Menu

Ternyata Ini Alasan Kenapa Angka Kematian Akibat Virus Corona Begitu Tinggi di Italia

Devi 24 Mar 2020, 08:53
Ternyata Ini Alasan Kenapa Angka Kematian Akibat Virus Corona Begitu Tinggi di Italia
Ternyata Ini Alasan Kenapa Angka Kematian Akibat Virus Corona Begitu Tinggi di Italia

RIAU24.COM -   Selama berminggu-minggu, laporan harian oleh lembaga perlindungan sipil Italia telah memberikan pembaruan suram tentang jumlah orang yang terbunuh oleh virus corona baru, memperdalam rasa suram di negara yang telah menjadi pusat pandemi paling mematikan.

Meskipun serangkaian langkah secara bertahap diluncurkan untuk menghentikan penyebaran virus, termasuk penguncian nasional dan penutupan semua bisnis yang tidak penting, Italia tidak dapat memperlambat penyebaran penyakit menular dalam upaya untuk mencegah sistem perawatan kesehatan yang sudah terbebani dari dibanjiri.
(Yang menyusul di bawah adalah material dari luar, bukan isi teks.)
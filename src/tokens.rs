//! Token accounting for chat requests.
//!
//! Counts come from the BPE encoding the target model family uses, plus the
//! fixed framing overhead the chat endpoint adds around each message and the
//! reply it primes.

use tiktoken_rs::CoreBPE;

use crate::error::{PrError, Result};
use crate::llm::ConversationTurn;

/// Framing tokens added around every message.
pub const TOKENS_PER_MESSAGE: usize = 3;
/// Tokens the endpoint spends priming the assistant reply.
pub const REPLY_PRIMING_TOKENS: usize = 3;

/// Raw encoded length of a text, with no chat framing.
pub trait TokenCounter {
    fn count(&self, text: &str) -> usize;
}

#[derive(Debug, Clone, Copy, PartialEq, Eq)]
pub enum Encoding {
    Cl100kBase,
    O200kBase,
}

impl Encoding {
    pub fn as_str(&self) -> &'static str {
        match self {
            Encoding::Cl100kBase => "cl100k_base",
            Encoding::O200kBase => "o200k_base",
        }
    }

    fn load(self) -> Result<CoreBPE> {
        let loaded = match self {
            Encoding::Cl100kBase => tiktoken_rs::cl100k_base(),
            Encoding::O200kBase => tiktoken_rs::o200k_base(),
        };
        loaded.map_err(|e| PrError::Tokenizer {
            encoding: self.as_str(),
            message: e.to_string(),
        })
    }
}

/// Dated model variants whose accounting rule is known exactly.
const KNOWN_VARIANTS: &[(&str, Encoding)] = &[
    ("gpt-3.5-turbo-0613", Encoding::Cl100kBase),
    ("gpt-3.5-turbo-16k-0613", Encoding::Cl100kBase),
    ("gpt-4-0314", Encoding::Cl100kBase),
    ("gpt-4-32k-0314", Encoding::Cl100kBase),
    ("gpt-4-0613", Encoding::Cl100kBase),
    ("gpt-4-32k-0613", Encoding::Cl100kBase),
    ("gpt-4o-2024-08-06", Encoding::O200kBase),
    ("gpt-4o-mini-2024-07-18", Encoding::O200kBase),
];

/// Family prefix -> dated variant used when the exact name is not known.
/// More specific prefixes come before the families they extend.
const FAMILY_FALLBACKS: &[(&str, &str)] = &[
    ("gpt-4o-mini", "gpt-4o-mini-2024-07-18"),
    ("gpt-3.5-turbo-16k", "gpt-3.5-turbo-16k-0613"),
    ("gpt-3.5-turbo", "gpt-3.5-turbo-0613"),
    ("gpt-4o", "gpt-4o-2024-08-06"),
    ("gpt-4", "gpt-4-0613"),
];

fn known_encoding(variant: &str) -> Option<Encoding> {
    KNOWN_VARIANTS
        .iter()
        .find(|(name, _)| *name == variant)
        .map(|(_, encoding)| *encoding)
}

/// Resolve a model name to the dated variant whose accounting applies.
///
/// Returns the variant and whether it was reached through a family fallback.
fn resolve_variant(model: &str) -> Result<(&'static str, Encoding, bool)> {
    if let Some((name, encoding)) = KNOWN_VARIANTS.iter().find(|(name, _)| *name == model) {
        return Ok((*name, *encoding, false));
    }

    for (prefix, variant) in FAMILY_FALLBACKS {
        if model.starts_with(prefix) {
            if let Some(encoding) = known_encoding(variant) {
                return Ok((*variant, encoding, true));
            }
        }
    }

    Err(PrError::UnsupportedModel {
        name: model.to_string(),
    })
}

/// Estimates what a text costs when submitted to a given model's chat endpoint.
pub struct TokenEstimator {
    model: String,
    resolved_model: &'static str,
    encoding: Encoding,
    bpe: CoreBPE,
}

impl TokenEstimator {
    /// Build an estimator for `model`.
    ///
    /// Names that only match a known family by prefix fall back to that
    /// family's dated variant and log a warning; anything else is
    /// `UnsupportedModel`.
    pub fn for_model(model: &str) -> Result<Self> {
        let (resolved_model, encoding, fell_back) = resolve_variant(model)?;
        if fell_back {
            log::warn!(
                "{model} may change over time; estimating tokens as if it were {resolved_model}"
            );
        }

        Ok(TokenEstimator {
            model: model.to_string(),
            resolved_model,
            encoding,
            bpe: encoding.load()?,
        })
    }

    pub fn model(&self) -> &str {
        &self.model
    }

    /// The dated variant whose accounting rule is applied.
    pub fn resolved_model(&self) -> &'static str {
        self.resolved_model
    }

    pub fn encoding(&self) -> Encoding {
        self.encoding
    }

    /// Tokens for `text` sent as a single message, including reply priming.
    pub fn estimate(&self, text: &str) -> usize {
        TOKENS_PER_MESSAGE + self.count(text) + REPLY_PRIMING_TOKENS
    }

    /// Tokens for a whole request made of `turns`.
    pub fn estimate_turns(&self, turns: &[ConversationTurn]) -> usize {
        let messages: usize = turns
            .iter()
            .map(|turn| TOKENS_PER_MESSAGE + self.count(&turn.content))
            .sum();
        messages + REPLY_PRIMING_TOKENS
    }
}

impl TokenCounter for TokenEstimator {
    fn count(&self, text: &str) -> usize {
        self.bpe.encode_ordinary(text).len()
    }
}

/// One-shot form of [`TokenEstimator::estimate`].
pub fn estimate_tokens(text: &str, model: &str) -> Result<usize> {
    Ok(TokenEstimator::for_model(model)?.estimate(text))
}
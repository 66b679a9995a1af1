//! Context window sizes for the chat models we know how to budget for.

use std::collections::BTreeMap;

use crate::error::{PrError, Result};

/// Known model identifiers and their context window (request + reply) in tokens.
const CONTEXT_WINDOWS: &[(&str, usize)] = &[
    ("gpt-3.5-turbo", 4096),
    ("gpt-3.5-turbo-0613", 4096),
    ("gpt-3.5-turbo-16k", 16384),
    ("gpt-3.5-turbo-16k-0613", 16384),
    ("gpt-4", 8192),
    ("gpt-4-0314", 8192),
    ("gpt-4-0613", 8192),
    ("gpt-4-32k", 32768),
    ("gpt-4-32k-0314", 32768),
    ("gpt-4-32k-0613", 32768),
    ("gpt-4o", 128000),
    ("gpt-4o-2024-08-06", 128000),
    ("gpt-4o-mini", 128000),
    ("gpt-4o-mini-2024-07-18", 128000),
];

/// Look up a model's context window in the static table.
pub fn max_tokens_for(model: &str) -> Option<usize> {
    CONTEXT_WINDOWS
        .iter()
        .find(|(name, _)| *name == model)
        .map(|(_, tokens)| *tokens)
}

#[derive(Debug, Clone, PartialEq, Eq)]
pub struct ModelProfile {
    name: String,
    max_context_tokens: usize,
}

impl ModelProfile {
    pub fn new(name: impl Into<String>, max_context_tokens: usize) -> Self {
        ModelProfile {
            name: name.into(),
            max_context_tokens,
        }
    }

    pub fn name(&self) -> &str {
        &self.name
    }

    pub fn max_context_tokens(&self) -> usize {
        self.max_context_tokens
    }
}

/// The static table plus any context windows the user declared explicitly.
///
/// Overrides win over built-in entries. A name found in neither is an error;
/// a window size is never guessed.
#[derive(Debug, Clone, Default)]
pub struct ModelCatalog {
    overrides: BTreeMap<String, usize>,
}

impl ModelCatalog {
    pub fn builtin() -> Self {
        Self::default()
    }

    pub fn with_override(mut self, name: impl Into<String>, max_context_tokens: usize) -> Self {
        self.overrides.insert(name.into(), max_context_tokens);
        self
    }

    pub fn max_tokens_for(&self, model: &str) -> Option<usize> {
        self.overrides
            .get(model)
            .copied()
            .or_else(|| max_tokens_for(model))
            .filter(|tokens| *tokens > 0)
    }

    pub fn profile(&self, model: &str) -> Result<ModelProfile> {
        let max_context_tokens =
            self.max_tokens_for(model)
                .ok_or_else(|| PrError::UnknownModel {
                    name: model.to_string(),
                })?;
        Ok(ModelProfile::new(model, max_context_tokens))
    }
}
//! Splitting a diff into pieces that fit a model's context window.
//!
//! Offsets are character offsets (Unicode scalar values) into the original
//! diff, never byte offsets, so a segment boundary can't land inside a
//! multi-byte character.

use crate::error::{PrError, Result};
use crate::tokens::TokenCounter;

/// Characters repeated at the start of each token-aware segment.
pub const DEFAULT_OVERLAP: usize = 1000;
/// Largest growth step, in characters, while searching for a segment end.
const GROWTH_STEP: usize = 1000;
/// A segment is complete once it is within this many tokens of the limit.
const TOKEN_TOLERANCE: usize = 10;
/// Below this much headroom, the whole candidate segment is re-encoded rather
/// than adding up the counts of the appended steps.
const REMEASURE_MARGIN: usize = 1000;

/// One bounded slice of the diff, sent to the model as a unit.
#[derive(Debug, Clone, PartialEq, Eq)]
pub struct DiffSegment {
    pub index: usize,
    pub start_offset: usize,
    pub end_offset: usize,
    pub text: String,
    pub overlap_with_previous: usize,
}

impl DiffSegment {
    pub fn char_len(&self) -> usize {
        self.end_offset - self.start_offset
    }
}

/// A way of cutting a diff into segments.
pub trait SplitStrategy {
    fn split(&self, text: &str) -> Result<Vec<DiffSegment>>;

    fn name(&self) -> &'static str;
}

/// Byte offset of every character, plus a sentinel for the end of text.
struct CharIndex {
    offsets: Vec<usize>,
}

impl CharIndex {
    fn new(text: &str) -> Self {
        let mut offsets: Vec<usize> = text.char_indices().map(|(i, _)| i).collect();
        offsets.push(text.len());
        CharIndex { offsets }
    }

    fn len(&self) -> usize {
        self.offsets.len() - 1
    }

    fn slice<'t>(&self, text: &'t str, start: usize, end: usize) -> &'t str {
        &text[self.offsets[start]..self.offsets[end]]
    }

    fn char_at_byte(&self, byte: usize) -> usize {
        self.offsets.binary_search(&byte).unwrap_or_else(|i| i)
    }
}

/// Fixed-width character split with no overlap and no line alignment.
#[derive(Debug, Clone, Copy)]
pub struct CharSplitter {
    max_chars: usize,
}

impl CharSplitter {
    pub fn new(max_chars: usize) -> Self {
        CharSplitter { max_chars }
    }
}

impl SplitStrategy for CharSplitter {
    fn split(&self, text: &str) -> Result<Vec<DiffSegment>> {
        if self.max_chars == 0 {
            return Err(PrError::invalid_split("max chars must be greater than 0"));
        }
        if text.is_empty() {
            return Err(PrError::invalid_split("cannot split empty text"));
        }

        let index = CharIndex::new(text);
        let total = index.len();
        let parts = total.div_ceil(self.max_chars);

        let segments = (0..parts)
            .map(|i| {
                let start = i * self.max_chars;
                let end = ((i + 1) * self.max_chars).min(total);
                DiffSegment {
                    index: i,
                    start_offset: start,
                    end_offset: end,
                    text: index.slice(text, start, end).to_string(),
                    overlap_with_previous: 0,
                }
            })
            .collect();

        Ok(segments)
    }

    fn name(&self) -> &'static str {
        "chars"
    }
}

/// Token-aware split that biases boundaries onto line ends and repeats a
/// fixed window of characters between consecutive segments.
pub struct TokenSplitter<'a> {
    counter: &'a dyn TokenCounter,
    token_limit: usize,
    overlap: usize,
}

impl<'a> TokenSplitter<'a> {
    pub fn new(counter: &'a dyn TokenCounter, token_limit: usize) -> Self {
        TokenSplitter {
            counter,
            token_limit,
            overlap: DEFAULT_OVERLAP,
        }
    }

    pub fn with_overlap(mut self, overlap: usize) -> Self {
        self.overlap = overlap;
        self
    }

    /// Furthest end for a segment starting at `start` whose token count stays
    /// within the limit.
    ///
    /// Far from the limit the running count is the sum of the appended steps;
    /// near it, or at the end of the text, the full slice is counted so the
    /// accepted end is exact.
    fn grow(&self, text: &str, index: &CharIndex, start: usize) -> usize {
        let total = index.len();
        let mut end = start;
        let mut used = 0;
        let mut step_cap = GROWTH_STEP;

        while end < total {
            let headroom = self.token_limit.saturating_sub(used);
            if end > start && headroom <= TOKEN_TOLERANCE {
                break;
            }

            let step = step_cap.min(headroom).max(1);
            let candidate = (end + step).min(total);
            let estimate = used + self.counter.count(index.slice(text, end, candidate));
            let tokens = if candidate < total && estimate + REMEASURE_MARGIN < self.token_limit {
                estimate
            } else {
                self.counter.count(index.slice(text, start, candidate))
            };

            if tokens > self.token_limit {
                if step == 1 {
                    break;
                }
                step_cap = step / 2;
                continue;
            }

            end = candidate;
            used = tokens;
        }

        if end == start {
            log::warn!(
                "Character at offset {start} alone exceeds the {} token limit; emitting it as its own segment",
                self.token_limit
            );
            end = start + 1;
        }

        end
    }

    /// Pull `end` back to just past the last newline, as long as the segment
    /// still reaches beyond the overlap window.
    fn align_to_line(&self, text: &str, index: &CharIndex, start: usize, end: usize) -> usize {
        let slice = index.slice(text, start, end);
        let Some(newline) = slice.rfind('\n') else {
            return end;
        };

        let byte = index.offsets[start] + newline + 1;
        let aligned = index.char_at_byte(byte);
        if aligned > start + self.overlap {
            aligned
        } else {
            end
        }
    }
}

impl SplitStrategy for TokenSplitter<'_> {
    fn split(&self, text: &str) -> Result<Vec<DiffSegment>> {
        if self.token_limit == 0 {
            return Err(PrError::invalid_split("token limit must be greater than 0"));
        }
        if text.is_empty() {
            return Err(PrError::invalid_split("cannot split empty text"));
        }

        let index = CharIndex::new(text);
        let total = index.len();
        let mut segments: Vec<DiffSegment> = Vec::new();
        let mut start = 0;

        loop {
            let mut end = self.grow(text, &index, start);
            if end < total {
                end = self.align_to_line(text, &index, start, end);
            }

            let overlap_with_previous = segments
                .last()
                .map(|prev| prev.end_offset - start)
                .unwrap_or(0);

            segments.push(DiffSegment {
                index: segments.len(),
                start_offset: start,
                end_offset: end,
                text: index.slice(text, start, end).to_string(),
                overlap_with_previous,
            });

            if end >= total {
                break;
            }

            start = match end.checked_sub(self.overlap) {
                Some(next) if next > start => next,
                _ => {
                    log::debug!(
                        "Segment {start}..{end} is not longer than the {} char overlap; next segment starts without overlap",
                        self.overlap
                    );
                    end
                }
            };
        }

        log::debug!(
            "Split {total} chars into {} segments (token limit {}, overlap {})",
            segments.len(),
            self.token_limit,
            self.overlap
        );

        Ok(segments)
    }

    fn name(&self) -> &'static str {
        "tokens"
    }
}
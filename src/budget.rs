//! Token budgets for the two request kinds of a run.
//!
//! Each segment request carries the code-summary prompt pair plus one diff
//! segment and gets a capped reply. The final request carries the
//! PR-description prompt pair plus every segment summary, and keeps a fixed
//! margin free for its own reply.

use crate::error::{PrError, Result};
use crate::llm::prompt_builder;
use crate::models::{ModelCatalog, ModelProfile};
use crate::tokens::TokenEstimator;

/// Tokens kept free for the final PR description reply.
pub const RESERVED_REPLY_MARGIN: usize = 1500;
/// Share of the context window each segment summary may use.
const SEGMENT_RESPONSE_SHARE: f64 = 0.1;
/// Widest part markers the code-summary prompt will carry.
const WORST_CASE_PART: usize = 999;

#[derive(Debug, Clone, Copy, PartialEq, Eq)]
pub struct PromptBudget {
    /// Tokens available for the diff text of one segment.
    pub segment_token_limit: usize,
    /// Reply cap for each segment summary.
    pub segment_response_token_cap: usize,
    /// Tokens available for the concatenated summaries in the final request.
    pub final_response_token_budget: usize,
    pub max_context_tokens: usize,
}

impl PromptBudget {
    /// Fail fast when every segment's longest possible summary could not fit
    /// the final request.
    pub fn check_segment_count(&self, segments: usize) -> Result<()> {
        let needed = segments.saturating_mul(self.segment_response_token_cap);
        if needed > self.final_response_token_budget {
            return Err(PrError::TooManySegments {
                segments,
                segment_response_token_cap: self.segment_response_token_cap,
                final_response_token_budget: self.final_response_token_budget,
            });
        }
        Ok(())
    }
}

/// Token cost of the code-summary prompt pair around an empty segment.
pub fn code_summary_prompt_cost(estimator: &TokenEstimator) -> usize {
    let turns = prompt_builder::code_summary_prompt("", WORST_CASE_PART, WORST_CASE_PART).into_turns();
    estimator.estimate_turns(&turns)
}

/// Token cost of the PR-description prompt pair around empty summaries.
pub fn pr_description_prompt_cost(estimator: &TokenEstimator) -> usize {
    let turns = prompt_builder::pr_description_prompt("").into_turns();
    estimator.estimate_turns(&turns)
}

/// Derive the run's budget from the model's context window.
pub fn plan(profile: &ModelProfile, estimator: &TokenEstimator) -> Result<PromptBudget> {
    let max_context_tokens = profile.max_context_tokens();
    let summary_cost = code_summary_prompt_cost(estimator);
    let description_cost = pr_description_prompt_cost(estimator);

    let final_response_token_budget = max_context_tokens
        .saturating_sub(RESERVED_REPLY_MARGIN)
        .saturating_sub(description_cost);
    let segment_response_token_cap =
        (max_context_tokens as f64 * SEGMENT_RESPONSE_SHARE).floor() as usize;
    let segment_token_limit = max_context_tokens as i64
        - summary_cost as i64
        - segment_response_token_cap as i64;

    log::debug!(
        "Budget for {} ({} tokens): summary prompt={}, description prompt={}, \
         segment limit={}, segment reply cap={}, final budget={}",
        profile.name(),
        max_context_tokens,
        summary_cost,
        description_cost,
        segment_token_limit,
        segment_response_token_cap,
        final_response_token_budget
    );

    if segment_token_limit <= 0 {
        return Err(PrError::SplitBudgetExceeded {
            model: profile.name().to_string(),
            max_context_tokens,
            segment_token_limit,
        });
    }

    Ok(PromptBudget {
        segment_token_limit: segment_token_limit as usize,
        segment_response_token_cap,
        final_response_token_budget,
        max_context_tokens,
    })
}

/// Resolve `model` in the catalog and plan for it.
pub fn plan_for_model(catalog: &ModelCatalog, model: &str) -> Result<PromptBudget> {
    let profile = catalog.profile(model)?;
    let estimator = TokenEstimator::for_model(model)?;
    plan(&profile, &estimator)
}

#[cfg(test)]
mod tests {
    use super::*;

    fn estimator() -> TokenEstimator {
        TokenEstimator::for_model("gpt-3.5-turbo").unwrap()
    }

    #[test]
    fn plan_for_a_4096_token_model() {
        let estimator = estimator();
        let profile = ModelProfile::new("gpt-3.5-turbo", 4096);
        let budget = plan(&profile, &estimator).unwrap();

        assert!(budget.segment_token_limit > 0);
        assert!(budget.segment_token_limit < 4096);
        assert_eq!(budget.segment_response_token_cap, 409);
        assert_eq!(
            budget.segment_token_limit,
            4096 - code_summary_prompt_cost(&estimator) - 409
        );
        assert_eq!(
            budget.final_response_token_budget,
            4096 - 1500 - pr_description_prompt_cost(&estimator)
        );
        assert_eq!(budget.max_context_tokens, 4096);
    }

    #[test]
    fn tiny_context_window_cannot_fit_the_prompts() {
        let profile = ModelProfile::new("tiny", 10);
        let err = plan(&profile, &estimator()).unwrap_err();
        assert!(matches!(
            err,
            PrError::SplitBudgetExceeded { max_context_tokens: 10, segment_token_limit, .. }
                if segment_token_limit <= 0
        ));
    }

    #[test]
    fn prompt_costs_include_framing() {
        let estimator = estimator();
        // Two messages of framing plus reply priming, at minimum.
        assert!(code_summary_prompt_cost(&estimator) > 9);
        assert!(pr_description_prompt_cost(&estimator) > 9);
    }

    #[test]
    fn plan_for_model_resolves_through_the_catalog() {
        let budget = plan_for_model(&ModelCatalog::builtin(), "gpt-4").unwrap();
        assert_eq!(budget.max_context_tokens, 8192);
        assert_eq!(budget.segment_response_token_cap, 819);
    }

    #[test]
    fn unknown_model_fails_before_estimating() {
        let err = plan_for_model(&ModelCatalog::builtin(), "not-a-real-model").unwrap_err();
        assert!(matches!(err, PrError::UnknownModel { .. }));
    }

    #[test]
    fn configured_window_for_unsupported_family_fails_in_the_estimator() {
        let catalog = ModelCatalog::builtin().with_override("llama3", 8192);
        let err = plan_for_model(&catalog, "llama3").unwrap_err();
        assert!(matches!(err, PrError::UnsupportedModel { .. }));
    }

    #[test]
    fn segment_count_check() {
        let budget = PromptBudget {
            segment_token_limit: 3500,
            segment_response_token_cap: 400,
            final_response_token_budget: 2000,
            max_context_tokens: 4096,
        };

        assert!(budget.check_segment_count(0).is_ok());
        assert!(budget.check_segment_count(5).is_ok());
        let err = budget.check_segment_count(6).unwrap_err();
        assert!(matches!(err, PrError::TooManySegments { segments: 6, .. }));
    }
}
Penghitungan terakhir negara itu melaporkan 6.078 kematian dari 63.928 infeksi, dengan tingkat kematian tertinggi di dunia lebih dari 9 persen.

Sebaliknya, di Cina, di mana wabah itu berasal, angka kematian berada pada 3,8 persen. Di Jerman, yang telah melaporkan lebih dari 24.000 kasus dan hanya 94 kematian, angka itu adalah 0,3 persen.

Tetapi mungkin ada beberapa alasan untuk tingkat kematian yang mengkhawatirkan di Italia.

"Jumlah yang kami miliki tidak mewakili seluruh populasi yang terinfeksi," kata Massimo Galli, kepala unit penyakit menular di Rumah Sakit Sacco di Milan, kota utama di wilayah yang paling parah dilanda Lombardy di mana 68 persen dari total kematian nasional telah dilaporkan.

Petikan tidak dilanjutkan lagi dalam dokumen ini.